Yes, it does bring clarity. Explains why the X-P..ah, my narc found his princess Maria to pay off his debts and provide him with money. When you look at that way Susan, I think I got the better deal despite being a poor orphan! Be gone Leo! With me, he had a certain facade of stability, and someone to take care of him, and show him how to make great love to a woman. I wonder how the OW is enjoying the Narc's ED! hahaha. Damn she's definitely not getting much! When he D&Ded me though, he went to the well too many times. While a lot of people knew he was a worthless jerk, I was blinded by his bling. Oh well, Life goes on and as time moves forward I am appreciating that I dodged a huge bullet, and if the right man comes along, I'll be ready.

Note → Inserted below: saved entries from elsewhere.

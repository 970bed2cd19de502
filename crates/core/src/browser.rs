//! Caller-owned handle to one browser.

use std::sync::Arc;

use cdp_protocol::{TargetInfo, VersionInfo};
use cdp_runtime::{
	BrowserProcess, Connection, ConnectionOptions, ConnectionState, Error, LaunchOptions, Result, TargetRegistry,
};
use parking_lot::Mutex;
use tokio::sync::Mutex as AsyncMutex;
use tracing::{debug, error, info};

use crate::domains::{Network, Page, Runtime, Target};

/// Why a connection stopped being usable, passed to the termination hook.
#[derive(Debug, Clone, PartialEq, Eq)]
pub struct Termination {
	/// Socket address of the connection that ended.
	pub endpoint: String,
	/// Target the connection belonged to, when known.
	pub target_id: Option<String>,
	pub state: ConnectionState,
}

type TerminationHook = Arc<dyn Fn(Termination) + Send + Sync>;

/// A launched or attached browser.
///
/// Owns the supervised process (when launched), the discovery client and
/// every connection opened through it. Nothing here is global: create as many
/// handles as there are browsers.
pub struct Browser {
	process: AsyncMutex<Option<BrowserProcess>>,
	registry: TargetRegistry,
	version: VersionInfo,
	connection_options: ConnectionOptions,
	connections: Mutex<Vec<Connection>>,
	on_terminated: Arc<Mutex<Option<TerminationHook>>>,
}

impl Browser {
	/// Starts a browser and waits for its debugging endpoint.
	///
	/// # Errors
	///
	/// Returns any launch error from [`BrowserProcess::launch`].
	pub async fn launch(options: &LaunchOptions) -> Result<Self> {
		let process = BrowserProcess::launch(options).await?;
		let registry = process.registry()?;
		let version = process.version().clone();
		Ok(Self::from_parts(Some(process), registry, version))
	}

	/// Attaches to a browser that is already running at `endpoint`.
	///
	/// The process is not owned: [`Browser::close`] only closes connections.
	pub async fn attach(endpoint: &str) -> Result<Self> {
		let registry = TargetRegistry::new(endpoint)?;
		let version = registry.version().await?;
		info!(endpoint, browser = %version.browser, "attached to browser");
		Ok(Self::from_parts(None, registry, version))
	}

	fn from_parts(process: Option<BrowserProcess>, registry: TargetRegistry, version: VersionInfo) -> Self {
		Self {
			process: AsyncMutex::new(process),
			registry,
			version,
			connection_options: ConnectionOptions::default(),
			connections: Mutex::new(Vec::new()),
			on_terminated: Arc::new(Mutex::new(None)),
		}
	}

	/// Options applied to connections opened after this call.
	pub fn with_connection_options(mut self, options: ConnectionOptions) -> Self {
		self.connection_options = options;
		self
	}

	/// Registers the hook invoked when a connection reports a target crash.
	///
	/// Replaces any previously registered hook.
	pub fn on_terminated<F>(&self, hook: F)
	where
		F: Fn(Termination) + Send + Sync + 'static,
	{
		*self.on_terminated.lock() = Some(Arc::new(hook));
	}

	pub fn registry(&self) -> &TargetRegistry {
		&self.registry
	}

	/// Target adapter bound to this browser's discovery endpoint.
	pub fn target(&self) -> Target {
		Target::new(self.registry.clone())
	}

	/// Version metadata captured at launch or attach time.
	pub fn version(&self) -> &VersionInfo {
		&self.version
	}

	/// Lists debuggable targets.
	pub async fn targets(&self) -> Result<Vec<TargetInfo>> {
		self.registry.list_targets().await
	}

	/// Lists top-level tabs only.
	pub async fn pages(&self) -> Result<Vec<TargetInfo>> {
		let targets = self.targets().await?;
		Ok(targets.into_iter().filter(TargetInfo::is_page).collect())
	}

	/// Opens a connection to `target`.
	///
	/// # Errors
	///
	/// Returns [`Error::InvalidArgument`] if the target exposes no socket
	/// (typically because another client is attached), or a dial error.
	pub async fn connect(&self, target: &TargetInfo) -> Result<Connection> {
		let url = target.web_socket_debugger_url.as_deref().ok_or_else(|| {
			Error::InvalidArgument(format!("target {} has no webSocketDebuggerUrl", target.id))
		})?;
		let connection = Connection::open_with(url, self.connection_options).await?;
		self.track(&connection, Some(target.id.clone()));
		Ok(connection)
	}

	/// Opens a new tab at `url` and connects to it.
	pub async fn new_tab(&self, url: &str) -> Result<Tab> {
		let info = self.registry.new_target(url).await?;
		let connection = self.connect(&info).await?;
		Ok(Tab { info, connection })
	}

	/// Connects to the first existing tab, opening one if there is none.
	pub async fn first_tab(&self) -> Result<Tab> {
		match self.pages().await?.into_iter().next() {
			Some(info) => {
				let connection = self.connect(&info).await?;
				Ok(Tab { info, connection })
			}
			None => self.new_tab("about:blank").await,
		}
	}

	/// Closes every connection opened through this handle, then the browser
	/// process if it was launched here. Safe to call more than once.
	pub async fn close(&self) -> Result<()> {
		let connections = std::mem::take(&mut *self.connections.lock());
		for connection in connections {
			connection.close().await;
		}
		if let Some(mut process) = self.process.lock().await.take() {
			process.close().await?;
		}
		Ok(())
	}

	/// Returns `true` if this handle owns the browser process.
	pub async fn owns_process(&self) -> bool {
		self.process.lock().await.is_some()
	}

	fn track(&self, connection: &Connection, target_id: Option<String>) {
		{
			let mut connections = self.connections.lock();
			connections.retain(|c| c.state().is_open());
			connections.push(connection.clone());
		}

		let mut state = connection.watch_state();
		let endpoint = connection.endpoint().to_string();
		let hook = Arc::clone(&self.on_terminated);
		tokio::spawn(async move {
			let final_state = match state.wait_for(|s| !s.is_open()).await {
				Ok(s) => *s,
				Err(_) => ConnectionState::Closed,
			};
			if final_state != ConnectionState::Crashed {
				debug!(%endpoint, "connection closed");
				return;
			}
			error!(%endpoint, target = ?target_id, "target crashed");
			let hook = hook.lock().clone();
			if let Some(hook) = hook {
				hook(Termination {
					endpoint,
					target_id,
					state: final_state,
				});
			}
		});
	}
}

impl std::fmt::Debug for Browser {
	fn fmt(&self, f: &mut std::fmt::Formatter<'_>) -> std::fmt::Result {
		f.debug_struct("Browser")
			.field("endpoint", &self.registry.endpoint().as_str())
			.field("browser", &self.version.browser)
			.field("connections", &self.connections.lock().len())
			.finish_non_exhaustive()
	}
}

/// A target together with an open connection to it.
#[derive(Debug, Clone)]
pub struct Tab {
	pub info: TargetInfo,
	connection: Connection,
}

impl Tab {
	pub fn connection(&self) -> &Connection {
		&self.connection
	}

	pub fn page(&self) -> Page {
		Page::new(self.connection.clone())
	}

	pub fn runtime(&self) -> Runtime {
		Runtime::new(self.connection.clone())
	}

	pub fn network(&self) -> Network {
		Network::new(self.connection.clone())
	}
}
use tokio::io::{AsyncBufReadExt, AsyncRead, AsyncWrite, AsyncWriteExt, BufReader};

use super::{TransportFuture, TransportParts, TransportReceiver, TransportSender};
use crate::error::{Error, Result};

/// Frame terminator on the pipe.
const DELIMITER: u8 = b'\0';

/// NUL-delimited JSON frames over a byte stream pair.
///
/// Each frame is the UTF-8 JSON text followed by a single `\0` byte.
pub struct PipeTransport;

impl PipeTransport {
	/// Builds a transport that reads frames from `reader` and writes to `writer`.
	pub fn new<R, W>(reader: R, writer: W) -> TransportParts
	where
		R: AsyncRead + Unpin + Send + 'static,
		W: AsyncWrite + Unpin + Send + 'static,
	{
		TransportParts {
			sender: Box::new(PipeSender { writer, closed: false }),
			receiver: Box::new(PipeReceiver {
				reader: BufReader::new(reader),
				buf: Vec::new(),
			}),
		}
	}
}

struct PipeSender<W> {
	writer: W,
	closed: bool,
}

struct PipeReceiver<R> {
	reader: BufReader<R>,
	buf: Vec<u8>,
}

impl<W> TransportSender for PipeSender<W>
where
	W: AsyncWrite + Unpin + Send + 'static,
{
	fn send(&mut self, frame: String) -> TransportFuture<'_, ()> {
		Box::pin(async move {
			if self.closed {
				return Err(Error::Transport("pipe already closed".into()));
			}
			write_frame(&mut self.writer, frame.as_bytes())
				.await
				.map_err(|e| Error::Transport(format!("pipe write failed: {e}")))
		})
	}

	fn close(&mut self) -> TransportFuture<'_, ()> {
		Box::pin(async move {
			if self.closed {
				return Ok(());
			}
			self.closed = true;
			self.writer
				.shutdown()
				.await
				.map_err(|e| Error::Transport(format!("pipe shutdown failed: {e}")))
		})
	}
}

impl<R> TransportReceiver for PipeReceiver<R>
where
	R: AsyncRead + Unpin + Send + 'static,
{
	fn recv(&mut self) -> TransportFuture<'_, Option<String>> {
		Box::pin(async move {
			self.buf.clear();
			let read = self
				.reader
				.read_until(DELIMITER, &mut self.buf)
				.await
				.map_err(|e| Error::Transport(format!("pipe read failed: {e}")))?;

			if read == 0 {
				return Ok(None);
			}
			if self.buf.last() != Some(&DELIMITER) {
				return Err(Error::Transport(format!(
					"pipe closed mid-frame after {} bytes",
					self.buf.len()
				)));
			}
			self.buf.pop();
			Ok(Some(String::from_utf8_lossy(&self.buf).into_owned()))
		})
	}
}

async fn write_frame<W: AsyncWrite + Unpin>(writer: &mut W, payload: &[u8]) -> Result<()> {
	writer.write_all(payload).await?;
	writer.write_all(&[DELIMITER]).await?;
	writer.flush().await?;
	Ok(())
}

Jun 25 - 4PM (Reply to #3)
Susan32
Susan32's picture

Sonya didn't get off so lucky

In "War and Peace", Nicholas Rostov strings along Princess Maria&Sonya, even after he's married Maria for her $$$. He keeps Sonya around as a housekeeper&nanny. Nicholas mistreats both... he&Maria "fully appreciate" (quoting Tolstoy) mistreating Sonya, and Nicholas&Maria fight whenever Maria is pregnant, and despite being the father of many kids, Nicholas voices his disgust with infants... when Maria is pregnant. The ex-Psych prof would hint to this aspect of "War and Peace", saying "What if I dumped you for an heiress?" I don't know if the ex-P's girlfriend was an heiress, but she certainly made more $$$ than him. For the ex-P, money meant EVERYTHING. He'd harangue me for volunteering at a local school. Because it didn't pay. He'd say that my parents were paying him to be my friend because they paid my tuition(???) I'm afraid that when the ex-P impregnated his curator girlfriend, he destroyed her career in the process... like the fable of the goose that laid the golden egg.